(AIM OF THE EXERCISE) A complete, exact copy of the records is needed here.

(Saved data entries)
= Beginning of Section =

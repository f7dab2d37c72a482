//! sdpack-core - Shared types for the sdpack icon pack generator
//!
//! This crate provides the foundational types used by every other sdpack crate:
//! - [`PackConfig`] for locating source packs and output bundles
//! - [`LogLevel`] for console and injected log filtering
//! - [`ConfigError`] for configuration failures

mod config;
mod error;

pub use config::{
    DEFAULT_BUNDLE_EXTENSION, DEFAULT_OUTPUT_ROOT, DEFAULT_SOURCE_ROOT, PackConfig,
};
pub use error::{ConfigError, ConfigResult};

use std::str::FromStr;

/// Log levels shared by the console subscriber and injected sinks
#[repr(u8)]
#[derive(Debug, Clone, Copy, PartialEq, Eq, PartialOrd, Ord)]
pub enum LogLevel {
    Trace = 0,
    Debug = 1,
    Info = 2,
    Warn = 3,
    Error = 4,
    Off = 5,
}

impl LogLevel {
    pub fn from_u8(value: u8) -> Self {
        match value {
            0 => LogLevel::Trace,
            1 => LogLevel::Debug,
            2 => LogLevel::Info,
            3 => LogLevel::Warn,
            4 => LogLevel::Error,
            _ => LogLevel::Off,
        }
    }

    /// Lower-case name, as accepted by `EnvFilter` directives
    pub fn as_filter_str(&self) -> &'static str {
        match self {
            LogLevel::Trace => "trace",
            LogLevel::Debug => "debug",
            LogLevel::Info => "info",
            LogLevel::Warn => "warn",
            LogLevel::Error => "error",
            LogLevel::Off => "off",
        }
    }
}

impl std::fmt::Display for LogLevel {
    fn fmt(&self, f: &mut std::fmt::Formatter<'_>) -> std::fmt::Result {
        match self {
            LogLevel::Trace => write!(f, "TRACE"),
            LogLevel::Debug => write!(f, "DEBUG"),
            LogLevel::Info => write!(f, "INFO"),
            LogLevel::Warn => write!(f, "WARN"),
            LogLevel::Error => write!(f, "ERROR"),
            LogLevel::Off => write!(f, "OFF"),
        }
    }
}

impl FromStr for LogLevel {
    type Err = ConfigError;

    fn from_str(s: &str) -> Result<Self, Self::Err> {
        match s.to_ascii_lowercase().as_str() {
            "trace" => Ok(LogLevel::Trace),
            "debug" => Ok(LogLevel::Debug),
            "info" => Ok(LogLevel::Info),
            "warn" | "warning" => Ok(LogLevel::Warn),
            "error" => Ok(LogLevel::Error),
            "off" => Ok(LogLevel::Off),
            _ => Err(ConfigError::InvalidLogLevel(s.to_string())),
        }
    }
}

/// Prelude module for convenient imports
pub mod prelude {
    pub use crate::{ConfigError, ConfigResult, LogLevel, PackConfig};
}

= End of Section =

(REPLY TO THE TASK)
repository f7dab2d37c72a482
//! sdpack-core - Shared types for the sdpack icon pack generator
//!
//! This crate provides the foundational types used by every other sdpack crate:
//! - [`PackConfig`] for locating source packs and output bundles
//! - [`LogLevel`] for console and injected log filtering
//! - [`ConfigError`] for configuration failures

mod config;
mod error;

pub use config::{
    DEFAULT_BUNDLE_EXTENSION, DEFAULT_OUTPUT_ROOT, DEFAULT_SOURCE_ROOT, PackConfig,
};
pub use error::{ConfigError, ConfigResult};

use std::str::FromStr;

/// Log levels shared by the console subscriber and injected sinks
#[repr(u8)]
#[derive(Debug, Clone, Copy, PartialEq, Eq, PartialOrd, Ord)]
pub enum LogLevel {
    Trace = 0,
    Debug = 1,
    Info = 2,
    Warn = 3,
    Error = 4,
    Off = 5,
}

impl LogLevel {
    pub fn from_u8(value: u8) -> Self {
        match value {
            0 => LogLevel::Trace,
            1 => LogLevel::Debug,
            2 => LogLevel::Info,
            3 => LogLevel::Warn,
            4 => LogLevel::Error,
            _ => LogLevel::Off,
        }
    }

    /// Lower-case name, as accepted by `EnvFilter` directives
    pub fn as_filter_str(&self) -> &'static str {
        match self {
            LogLevel::Trace => "trace",
            LogLevel::Debug => "debug",
            LogLevel::Info => "info",
            LogLevel::Warn => "warn",
            LogLevel::Error => "error",
            LogLevel::Off => "off",
        }
    }
}

impl std::fmt::Display for LogLevel {
    fn fmt(&self, f: &mut std::fmt::Formatter<'_>) -> std::fmt::Result {
        match self {
            LogLevel::Trace => write!(f, "TRACE"),
            LogLevel::Debug => write!(f, "DEBUG"),
            LogLevel::Info => write!(f, "INFO"),
            LogLevel::Warn => write!(f, "WARN"),
            LogLevel::Error => write!(f, "ERROR"),
            LogLevel::Off => write!(f, "OFF"),
        }
    }
}

impl FromStr for LogLevel {
    type Err = ConfigError;

    fn from_str(s: &str) -> Result<Self, Self::Err> {
        match s.to_ascii_lowercase().as_str() {
            "trace" => Ok(LogLevel::Trace),
            "debug" => Ok(LogLevel::Debug),
            "info" => Ok(LogLevel::Info),
            "warn" | "warning" => Ok(LogLevel::Warn),
            "error" => Ok(LogLevel::Error),
            "off" => Ok(LogLevel::Off),
            _ => Err(ConfigError::InvalidLogLevel(s.to_string())),
        }
    }
}

/// Prelude module for convenient imports
pub mod prelude {
    pub use crate::{ConfigError, ConfigResult, LogLevel, PackConfig};
}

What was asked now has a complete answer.